(Data records):
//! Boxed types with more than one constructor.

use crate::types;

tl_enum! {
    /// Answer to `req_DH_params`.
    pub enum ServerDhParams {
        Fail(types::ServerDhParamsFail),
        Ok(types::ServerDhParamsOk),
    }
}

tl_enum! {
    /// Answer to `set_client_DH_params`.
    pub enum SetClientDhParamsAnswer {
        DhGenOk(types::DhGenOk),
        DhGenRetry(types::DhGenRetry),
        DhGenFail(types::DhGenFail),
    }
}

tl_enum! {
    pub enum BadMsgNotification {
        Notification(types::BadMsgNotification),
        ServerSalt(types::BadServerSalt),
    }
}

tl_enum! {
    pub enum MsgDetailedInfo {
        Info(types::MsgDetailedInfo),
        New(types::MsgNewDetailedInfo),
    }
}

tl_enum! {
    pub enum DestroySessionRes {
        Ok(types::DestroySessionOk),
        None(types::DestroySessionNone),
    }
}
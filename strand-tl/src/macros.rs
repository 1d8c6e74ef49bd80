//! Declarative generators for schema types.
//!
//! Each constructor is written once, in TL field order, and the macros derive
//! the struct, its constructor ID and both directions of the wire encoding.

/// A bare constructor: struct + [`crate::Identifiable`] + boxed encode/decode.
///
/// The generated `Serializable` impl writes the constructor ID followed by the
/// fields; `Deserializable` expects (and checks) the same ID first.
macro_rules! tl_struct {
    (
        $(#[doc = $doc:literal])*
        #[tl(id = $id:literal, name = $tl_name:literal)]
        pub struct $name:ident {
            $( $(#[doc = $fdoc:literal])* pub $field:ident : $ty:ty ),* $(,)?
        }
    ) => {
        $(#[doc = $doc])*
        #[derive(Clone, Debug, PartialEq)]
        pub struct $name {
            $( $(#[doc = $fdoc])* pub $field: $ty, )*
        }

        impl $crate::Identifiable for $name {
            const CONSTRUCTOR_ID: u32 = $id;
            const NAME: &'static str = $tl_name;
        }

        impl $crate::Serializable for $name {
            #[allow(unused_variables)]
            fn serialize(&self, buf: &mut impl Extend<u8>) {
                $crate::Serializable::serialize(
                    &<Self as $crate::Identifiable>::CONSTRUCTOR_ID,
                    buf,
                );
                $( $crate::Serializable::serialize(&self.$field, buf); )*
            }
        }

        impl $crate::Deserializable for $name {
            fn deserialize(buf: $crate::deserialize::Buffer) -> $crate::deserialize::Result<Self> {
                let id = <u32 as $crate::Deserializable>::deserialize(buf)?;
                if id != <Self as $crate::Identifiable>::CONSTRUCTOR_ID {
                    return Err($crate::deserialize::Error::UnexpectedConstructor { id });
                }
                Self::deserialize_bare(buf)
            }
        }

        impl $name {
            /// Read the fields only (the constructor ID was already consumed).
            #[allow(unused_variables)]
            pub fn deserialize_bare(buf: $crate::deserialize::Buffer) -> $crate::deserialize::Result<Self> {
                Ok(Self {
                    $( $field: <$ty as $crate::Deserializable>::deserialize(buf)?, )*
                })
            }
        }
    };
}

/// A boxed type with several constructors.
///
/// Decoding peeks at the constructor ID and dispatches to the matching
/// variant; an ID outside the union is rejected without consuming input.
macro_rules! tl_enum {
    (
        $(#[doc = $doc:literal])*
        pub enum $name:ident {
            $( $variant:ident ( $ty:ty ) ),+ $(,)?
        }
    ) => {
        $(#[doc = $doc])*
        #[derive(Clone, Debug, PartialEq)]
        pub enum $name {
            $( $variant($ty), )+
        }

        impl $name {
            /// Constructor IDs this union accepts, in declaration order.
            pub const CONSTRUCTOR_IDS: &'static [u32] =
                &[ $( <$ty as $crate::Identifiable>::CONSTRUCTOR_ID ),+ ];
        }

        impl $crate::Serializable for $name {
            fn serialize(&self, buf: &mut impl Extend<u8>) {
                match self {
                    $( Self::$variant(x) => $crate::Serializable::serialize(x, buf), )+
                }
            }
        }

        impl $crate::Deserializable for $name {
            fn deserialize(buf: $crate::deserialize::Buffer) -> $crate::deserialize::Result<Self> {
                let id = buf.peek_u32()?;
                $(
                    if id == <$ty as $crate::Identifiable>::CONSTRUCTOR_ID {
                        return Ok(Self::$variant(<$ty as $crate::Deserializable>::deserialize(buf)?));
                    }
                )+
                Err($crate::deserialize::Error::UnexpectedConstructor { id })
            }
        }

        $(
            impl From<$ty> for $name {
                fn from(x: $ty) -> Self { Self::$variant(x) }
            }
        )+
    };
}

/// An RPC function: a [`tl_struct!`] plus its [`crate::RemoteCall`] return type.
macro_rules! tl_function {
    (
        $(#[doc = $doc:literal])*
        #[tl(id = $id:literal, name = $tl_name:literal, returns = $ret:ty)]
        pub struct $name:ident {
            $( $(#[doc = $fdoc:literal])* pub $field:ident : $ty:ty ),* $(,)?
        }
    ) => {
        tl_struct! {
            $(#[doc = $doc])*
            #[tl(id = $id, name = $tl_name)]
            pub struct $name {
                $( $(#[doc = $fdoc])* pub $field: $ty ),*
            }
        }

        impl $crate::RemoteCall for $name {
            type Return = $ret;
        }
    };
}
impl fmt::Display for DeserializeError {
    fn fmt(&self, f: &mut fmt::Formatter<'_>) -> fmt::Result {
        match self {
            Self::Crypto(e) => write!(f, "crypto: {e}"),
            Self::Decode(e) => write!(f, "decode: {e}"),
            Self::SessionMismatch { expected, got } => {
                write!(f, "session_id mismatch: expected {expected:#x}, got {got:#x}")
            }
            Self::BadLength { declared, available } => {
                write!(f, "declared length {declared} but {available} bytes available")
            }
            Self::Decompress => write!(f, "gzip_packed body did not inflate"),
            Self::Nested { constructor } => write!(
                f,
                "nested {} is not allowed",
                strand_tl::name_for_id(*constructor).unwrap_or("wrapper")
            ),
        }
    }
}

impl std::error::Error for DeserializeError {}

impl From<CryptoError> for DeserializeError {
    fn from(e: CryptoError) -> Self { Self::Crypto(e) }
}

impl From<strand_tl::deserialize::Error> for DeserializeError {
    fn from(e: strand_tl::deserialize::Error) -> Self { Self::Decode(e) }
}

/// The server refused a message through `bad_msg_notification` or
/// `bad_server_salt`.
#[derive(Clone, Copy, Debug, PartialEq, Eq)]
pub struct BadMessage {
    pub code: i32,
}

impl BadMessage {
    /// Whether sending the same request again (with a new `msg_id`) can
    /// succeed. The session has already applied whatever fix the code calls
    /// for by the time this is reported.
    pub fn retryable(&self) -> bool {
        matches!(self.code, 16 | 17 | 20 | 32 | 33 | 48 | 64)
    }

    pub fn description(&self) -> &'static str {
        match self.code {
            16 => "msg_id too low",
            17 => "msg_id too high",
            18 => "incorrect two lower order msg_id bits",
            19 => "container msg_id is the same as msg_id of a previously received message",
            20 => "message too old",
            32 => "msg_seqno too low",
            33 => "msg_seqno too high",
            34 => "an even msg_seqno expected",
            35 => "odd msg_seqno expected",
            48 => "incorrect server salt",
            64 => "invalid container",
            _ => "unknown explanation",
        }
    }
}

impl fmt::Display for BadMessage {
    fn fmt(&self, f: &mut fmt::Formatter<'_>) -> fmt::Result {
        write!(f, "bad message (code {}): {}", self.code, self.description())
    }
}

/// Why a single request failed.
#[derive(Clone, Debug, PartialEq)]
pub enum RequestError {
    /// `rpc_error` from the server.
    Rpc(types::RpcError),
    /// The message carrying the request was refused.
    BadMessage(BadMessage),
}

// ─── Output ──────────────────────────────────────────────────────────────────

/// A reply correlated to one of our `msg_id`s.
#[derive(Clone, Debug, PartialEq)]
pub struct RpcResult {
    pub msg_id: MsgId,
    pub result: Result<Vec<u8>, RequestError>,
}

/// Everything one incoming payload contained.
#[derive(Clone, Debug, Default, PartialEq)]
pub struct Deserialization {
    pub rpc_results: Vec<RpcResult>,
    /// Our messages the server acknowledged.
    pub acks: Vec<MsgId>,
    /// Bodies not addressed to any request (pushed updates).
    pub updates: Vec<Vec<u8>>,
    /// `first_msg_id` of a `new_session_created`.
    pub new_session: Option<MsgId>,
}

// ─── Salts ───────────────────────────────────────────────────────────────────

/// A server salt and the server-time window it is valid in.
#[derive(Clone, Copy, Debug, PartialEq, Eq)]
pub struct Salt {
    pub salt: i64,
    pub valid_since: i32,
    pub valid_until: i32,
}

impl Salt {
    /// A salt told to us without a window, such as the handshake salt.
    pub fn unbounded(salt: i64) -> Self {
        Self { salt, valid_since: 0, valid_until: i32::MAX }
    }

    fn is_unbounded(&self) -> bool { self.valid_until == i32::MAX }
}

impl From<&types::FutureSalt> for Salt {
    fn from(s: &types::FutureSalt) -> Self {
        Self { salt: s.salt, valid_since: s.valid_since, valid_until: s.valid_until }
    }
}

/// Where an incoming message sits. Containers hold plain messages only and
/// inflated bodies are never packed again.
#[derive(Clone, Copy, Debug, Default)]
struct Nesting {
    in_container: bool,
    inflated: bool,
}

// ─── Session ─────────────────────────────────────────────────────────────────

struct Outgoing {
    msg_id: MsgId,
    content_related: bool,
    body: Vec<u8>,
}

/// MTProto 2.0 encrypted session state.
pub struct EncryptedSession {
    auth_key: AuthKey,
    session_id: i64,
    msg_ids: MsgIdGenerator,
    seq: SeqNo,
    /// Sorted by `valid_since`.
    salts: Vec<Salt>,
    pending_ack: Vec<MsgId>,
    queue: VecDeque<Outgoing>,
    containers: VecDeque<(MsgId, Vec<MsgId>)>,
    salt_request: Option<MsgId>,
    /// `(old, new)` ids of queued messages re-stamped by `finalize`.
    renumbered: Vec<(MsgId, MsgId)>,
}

(Description of the task):
Note every line above where the string "fdoc" shows up, and copy those lines.

(Written response):
            $( $(#[doc = $fdoc:literal])* pub $field:ident : $ty:ty ),* $(,)?
            $( $(#[doc = $fdoc])* pub $field: $ty, )*
            $( $(#[doc = $fdoc:literal])* pub $field:ident : $ty:ty ),* $(,)?
                $( $(#[doc = $fdoc])* pub $field: $ty ),*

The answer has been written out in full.